╔══

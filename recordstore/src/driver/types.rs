// Copyright (c) 2024-2025 DeepGraph Inc.
// SPDX-License-Identifier: Apache-2.0
//
//! Driver kinds

use crate::error::DbError;
use serde::{Deserialize, Serialize};

/// Backend a driver talks to
///
/// Each kind maps a record onto different native primitives:
/// documents in an index, or values in a key-value namespace.
#[derive(Debug, Clone, Copy, Serialize, Deserialize, PartialEq, Eq, Hash)]
#[serde(rename_all = "lowercase")]
pub enum DriverKind {
    /// Elasticsearch - index per namespace+table, `_doc` documents
    /// Native full-text search
    Elasticsearch,

    /// Redis - logical database slot per table, record JSON under its id
    /// Search via a creation-time secondary index
    Redis,

    /// Memory - in-process store
    /// Best for: Unit testing, development
    Memory,
}

impl DriverKind {
    /// Every kind, in registration order
    pub const ALL: [DriverKind; 3] = [
        DriverKind::Elasticsearch,
        DriverKind::Redis,
        DriverKind::Memory,
    ];

    /// Registry name
    pub fn name(&self) -> &'static str {
        match self {
            DriverKind::Elasticsearch => "elasticsearch",
            DriverKind::Redis => "redis",
            DriverKind::Memory => "memory",
        }
    }

    /// Whether the backend was compiled into this build
    pub fn is_enabled(&self) -> bool {
        match self {
            DriverKind::Elasticsearch => cfg!(feature = "elasticsearch"),
            DriverKind::Redis => cfg!(feature = "redis"),
            DriverKind::Memory => true,
        }
    }
}

impl std::str::FromStr for DriverKind {
    type Err = DbError;

    fn from_str(s: &str) -> Result<Self, Self::Err> {
        match s.to_lowercase().as_str() {
            "elasticsearch" => Ok(DriverKind::Elasticsearch),
            "redis" => Ok(DriverKind::Redis),
            "memory" => Ok(DriverKind::Memory),
            _ => Err(DbError::DriverNotFound(format!(
                "Unknown driver: {}. Valid options: elasticsearch, redis, memory",
                s
            ))),
        }
    }
}

impl std::fmt::Display for DriverKind {
    fn fmt(&self, f: &mut std::fmt::Formatter<'_>) -> std::fmt::Result {
        write!(f, "{}", self.name())
    }
}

╚══

◆ **INSTRUCTIONS TO FOLLOW**
From the line containing "type Err = DbError;" down to the final line of the records above, copy everything exactly and include nothing else.

◆ **SOLUTION**
    type Err = DbError;

    fn from_str(s: &str) -> Result<Self, Self::Err> {
        match s.to_lowercase().as_str() {
            "elasticsearch" => Ok(DriverKind::Elasticsearch),
            "redis" => Ok(DriverKind::Redis),
            "memory" => Ok(DriverKind::Memory),
            _ => Err(DbError::DriverNotFound(format!(
                "Unknown driver: {}. Valid options: elasticsearch, redis, memory",
                s
            ))),
        }
    }
}

impl std::fmt::Display for DriverKind {
    fn fmt(&self, f: &mut std::fmt::Formatter<'_>) -> std::fmt::Result {
        write!(f, "{}", self.name())
    }
}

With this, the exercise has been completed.